Review of Douglas E. Winter’s Thrilling Novel, Run
If you’re in the market for a good thriller, the kind that you don’t put down, the kind that releases its grip on you once it’s through, look no further. Run grabbed my attention with its opening sentence and I found myself slipping into that helpless, blissful state of complete submission to the book, confident I was in the hands of a master storyteller.
I chose to review this book primarily because none of my friends had heard of it, despite its New York Times-bestseller status and cover, which is decorated with blurbs from literary illuminati as they gasp for superlatives in attempts to describe the story’s pace, which is breathless, to be sure. This is Winter’s debut novel (having previously collaborated with Clive Barker), and we are in the presence of an exciting new talent. The novel is told from the first-person perspective of Burdon Lane, an arms dealer of the less-than-legal variety, who finds himself in a classic noir predicament where the only person he can trust is himself, and only then when he’s sober.
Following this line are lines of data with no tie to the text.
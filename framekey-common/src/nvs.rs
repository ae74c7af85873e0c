// SPDX-License-Identifier: MIT
// Copyright (c) 2026 ADNT Sarl <info@adnt.io>

//! ESP-IDF NVS (format version 2) partition image encoder.
//!
//! Produces the same bytes as `nvs_partition_gen.py` for a partition holding
//! one namespace and one value. Page 0 is active with sequence number 0 and
//! every other page is left erased, which the NVS library needs as a spare.
//!
//! Page layout (4096 bytes):
//! - 0..32: header (state, sequence, version, CRC32 of bytes 4..28)
//! - 32..64: entry state bitmap, 2 bits per entry
//! - 64..4096: 126 entries of 32 bytes

#[cfg(feature = "std")]
use alloc::vec::Vec;

use crc::{Algorithm, Crc};
use thiserror::Error;
use zeroize::Zeroize;

use crate::key::{DeviceKey, DEVICE_KEY_HEX_LEN, DEVICE_KEY_LEN};

// --- Partition layout constants ---

pub const NVS_PAGE_SIZE: usize = 4096;
pub const NVS_ENTRY_SIZE: usize = 32;
pub const NVS_ENTRY_COUNT: usize = 126;
pub const NVS_MIN_PAGES: usize = 3;
pub const NVS_MAX_NAME_LEN: usize = 15;

pub const NVS_DEFAULT_OFFSET: u32 = 0x9000;
pub const NVS_DEFAULT_SIZE: u32 = 0x5000;

pub const DEFAULT_NAMESPACE: &str = "frame";
pub const DEFAULT_KEY: &str = "deviceKey";

const BITMAP_OFFSET: usize = 32;
const ENTRIES_OFFSET: usize = 64;
const KEY_FIELD_SIZE: usize = 16;

// --- Page header values ---

pub const PAGE_STATE_EMPTY: u32 = 0xFFFF_FFFF;
pub const PAGE_STATE_ACTIVE: u32 = 0xFFFF_FFFE;
pub const PAGE_VERSION_2: u8 = 0xFE;

/// Chunk index of entries that are not blob chunks.
pub const CHUNK_ANY: u8 = 0xFF;

/// Index of the first (and only) namespace written.
const NAMESPACE_INDEX: u8 = 1;

/// CRC-32 as computed by `esp_rom_crc32_le(0xFFFFFFFF, ..)`.
pub const CRC_32_ESP_NVS: Algorithm<u32> = Algorithm {
    width: 32,
    poly: 0x04c1_1db7,
    init: 0x0000_0000,
    refin: true,
    refout: true,
    xorout: 0xffff_ffff,
    check: 0xd202_d277,
    residue: 0xdebb_20e3,
};

pub const NVS_CRC: Crc<u32> = Crc::<u32>::new(&CRC_32_ESP_NVS);

#[derive(Debug, Clone, Copy, PartialEq, Eq)]
#[repr(u8)]
pub enum ItemType {
    U8 = 0x01,
    Sz = 0x21,
    BlobData = 0x42,
    BlobIndex = 0x48,
}

/// How the device key is stored.
#[derive(Debug, Clone, Copy, PartialEq, Eq, Default)]
pub enum ValueType {
    /// 32 raw bytes (`getBytes`)
    #[default]
    Blob,
    /// 64 lowercase hex characters, NUL terminated (`getString`)
    String,
}

#[derive(Debug, Clone, Copy, PartialEq, Eq, Error)]
pub enum NvsError {
    #[error("NVS name must not be empty")]
    EmptyName,
    #[error("NVS name is {len} bytes long, maximum is {max}")]
    NameTooLong { len: usize, max: usize },
    #[error("NVS name must be printable ASCII (space included)")]
    InvalidName,
    #[error("partition size {size:#x} must be a multiple of {page:#x} and at least {min:#x}", page = NVS_PAGE_SIZE, min = NVS_PAGE_SIZE * NVS_MIN_PAGES)]
    PartitionSize { size: usize },
    #[error("partition offset {offset:#x} is not aligned to {page:#x}", page = NVS_PAGE_SIZE)]
    Misaligned { offset: u32 },
    #[error("buffer is {found} bytes, expected {expected}")]
    BufferSize { expected: usize, found: usize },
}

/// Check that a name fits the 16-byte NUL padded key field.
pub fn check_name(name: &str) -> Result<(), NvsError> {
    if name.is_empty() {
        return Err(NvsError::EmptyName);
    }
    if name.len() > NVS_MAX_NAME_LEN {
        return Err(NvsError::NameTooLong {
            len: name.len(),
            max: NVS_MAX_NAME_LEN,
        });
    }
    if !name.bytes().all(|b| b == b' ' || b.is_ascii_graphic()) {
        return Err(NvsError::InvalidName);
    }
    Ok(())
}

/// Check partition placement against the flash page grid.
pub fn check_partition(offset: u32, size: usize) -> Result<(), NvsError> {
    if offset as usize % NVS_PAGE_SIZE != 0 {
        return Err(NvsError::Misaligned { offset });
    }
    if size % NVS_PAGE_SIZE != 0 || size < NVS_PAGE_SIZE * NVS_MIN_PAGES {
        return Err(NvsError::PartitionSize { size });
    }
    Ok(())
}

/// CRC over an entry, skipping its own CRC field (bytes 4..8).
pub fn entry_crc(entry: &[u8]) -> u32 {
    let mut digest = NVS_CRC.digest();
    digest.update(&entry[0..4]);
    digest.update(&entry[8..NVS_ENTRY_SIZE]);
    digest.finalize()
}

/// CRC over the page header fields (bytes 4..28).
pub fn header_crc(page: &[u8]) -> u32 {
    NVS_CRC.checksum(&page[4..28])
}

/// Number of entries a variable length value of `len` bytes occupies,
/// counting its header entry.
pub fn varlen_span(len: usize) -> usize {
    1 + len.div_ceil(NVS_ENTRY_SIZE)
}

/// One value under one namespace, ready to be laid out on an NVS page.
#[derive(Debug, Clone, Copy)]
pub struct NvsEntry<'a> {
    namespace: &'a str,
    key: &'a str,
    value_type: ValueType,
    device_key: &'a DeviceKey,
}

impl<'a> NvsEntry<'a> {
    pub fn new(
        namespace: &'a str,
        key: &'a str,
        value_type: ValueType,
        device_key: &'a DeviceKey,
    ) -> Result<Self, NvsError> {
        check_name(namespace)?;
        check_name(key)?;
        Ok(Self {
            namespace,
            key,
            value_type,
            device_key,
        })
    }

    /// `frame` / `deviceKey` as a blob.
    pub fn device_key(device_key: &'a DeviceKey) -> Self {
        Self {
            namespace: DEFAULT_NAMESPACE,
            key: DEFAULT_KEY,
            value_type: ValueType::Blob,
            device_key,
        }
    }

    pub fn namespace(&self) -> &str {
        self.namespace
    }

    pub fn key(&self) -> &str {
        self.key
    }

    pub fn value_type(&self) -> ValueType {
        self.value_type
    }

    /// Length of the stored value in bytes.
    pub fn value_len(&self) -> usize {
        match self.value_type {
            ValueType::Blob => DEVICE_KEY_LEN,
            ValueType::String => DEVICE_KEY_HEX_LEN + 1,
        }
    }

    /// Total entries used on the page, namespace record included.
    pub fn entry_count(&self) -> usize {
        let value = varlen_span(self.value_len());
        match self.value_type {
            ValueType::Blob => 1 + value + 1,
            ValueType::String => 1 + value,
        }
    }

    /// Lay out the first (active) page.
    pub fn write_page(&self, page: &mut [u8]) -> Result<(), NvsError> {
        if page.len() != NVS_PAGE_SIZE {
            return Err(NvsError::BufferSize {
                expected: NVS_PAGE_SIZE,
                found: page.len(),
            });
        }

        page.fill(0xFF);
        write_page_header(page, PAGE_STATE_ACTIVE, 0);

        let mut writer = PageWriter { page, next: 0 };

        let mut ns_data = [0xFFu8; 8];
        ns_data[0] = NAMESPACE_INDEX;
        writer.push_entry(0, ItemType::U8, 1, CHUNK_ANY, self.namespace, ns_data);

        let mut value = [0u8; DEVICE_KEY_HEX_LEN + 1];
        let len = self.value_len();
        match self.value_type {
            ValueType::Blob => value[..len].copy_from_slice(self.device_key.as_bytes()),
            // trailing byte stays 0 as the terminator
            ValueType::String => value[..DEVICE_KEY_HEX_LEN].copy_from_slice(&self.device_key.to_hex()[..]),
        }
        let value_bytes = &value[..len];

        match self.value_type {
            ValueType::Blob => {
                writer.push_varlen(ItemType::BlobData, 0, self.key, value_bytes);

                let mut idx_data = [0xFFu8; 8];
                idx_data[0..4].copy_from_slice(&(len as u32).to_le_bytes());
                idx_data[4] = 1; // chunk count
                idx_data[5] = 0; // first chunk index
                writer.push_entry(
                    NAMESPACE_INDEX,
                    ItemType::BlobIndex,
                    1,
                    CHUNK_ANY,
                    self.key,
                    idx_data,
                );
            }
            ValueType::String => {
                writer.push_varlen(ItemType::Sz, CHUNK_ANY, self.key, value_bytes);
            }
        }

        value.zeroize();
        Ok(())
    }

    /// Lay out a whole partition: the active page followed by erased pages.
    pub fn write_image(&self, image: &mut [u8]) -> Result<(), NvsError> {
        check_partition(0, image.len())?;
        let (first, rest) = image.split_at_mut(NVS_PAGE_SIZE);
        self.write_page(first)?;
        rest.fill(0xFF);
        Ok(())
    }

    /// Encode a whole partition of `partition_size` bytes.
    #[cfg(feature = "std")]
    pub fn encode(&self, partition_size: usize) -> Result<Vec<u8>, NvsError> {
        check_partition(0, partition_size)?;
        let mut image = alloc::vec![0xFFu8; partition_size];
        self.write_image(&mut image)?;
        Ok(image)
    }
}

fn write_page_header(page: &mut [u8], state: u32, seq: u32) {
    page[0..4].copy_from_slice(&state.to_le_bytes());
    page[4..8].copy_from_slice(&seq.to_le_bytes());
    page[8] = PAGE_VERSION_2;
    page[9..28].fill(0xFF);
    let crc = header_crc(page);
    page[28..32].copy_from_slice(&crc.to_le_bytes());
}

/// Appends entries to a page and marks them written in the bitmap.
struct PageWriter<'p> {
    page: &'p mut [u8],
    next: usize,
}

impl PageWriter<'_> {
    fn slot(&mut self) -> &mut [u8] {
        let index = self.next;
        debug_assert!(index < NVS_ENTRY_COUNT);
        self.next += 1;

        // 0b11 empty -> 0b10 written
        self.page[BITMAP_OFFSET + index / 4] &= !(1 << ((index % 4) * 2));

        let start = ENTRIES_OFFSET + index * NVS_ENTRY_SIZE;
        &mut self.page[start..start + NVS_ENTRY_SIZE]
    }

    fn push_entry(
        &mut self,
        ns: u8,
        item_type: ItemType,
        span: u8,
        chunk: u8,
        key: &str,
        data: [u8; 8],
    ) {
        let entry = self.slot();
        entry[0] = ns;
        entry[1] = item_type as u8;
        entry[2] = span;
        entry[3] = chunk;
        entry[8..8 + KEY_FIELD_SIZE].fill(0);
        entry[8..8 + key.len()].copy_from_slice(key.as_bytes());
        entry[24..32].copy_from_slice(&data);
        let crc = entry_crc(entry);
        entry[4..8].copy_from_slice(&crc.to_le_bytes());
    }

    /// Header entry (size, data CRC) followed by 0xFF padded data entries.
    fn push_varlen(&mut self, item_type: ItemType, chunk: u8, key: &str, value: &[u8]) {
        let mut data = [0xFFu8; 8];
        data[0..2].copy_from_slice(&(value.len() as u16).to_le_bytes());
        data[4..8].copy_from_slice(&NVS_CRC.checksum(value).to_le_bytes());

        let span = varlen_span(value.len()) as u8;
        self.push_entry(NAMESPACE_INDEX, item_type, span, chunk, key, data);

        for piece in value.chunks(NVS_ENTRY_SIZE) {
            let entry = self.slot();
            entry[..piece.len()].copy_from_slice(piece);
        }
    }
}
I won’t reveal any details of the labyrinth plot, which contains enough double-crosses to confuse Raymond Chandler, but suffice to say all is not what it seems.
Familiar and yet fresh, classic but somehow inimitable, Winter’s words roll down the page with all the grace of Kerouac stream-of-consciousness spiked with Palahniuk-worthy sound bites and combined with the Coen brothers’ or Elmore Leonard’s ear for realistic rhythms of speech. Upon initial reading, the exchanges between characters sound...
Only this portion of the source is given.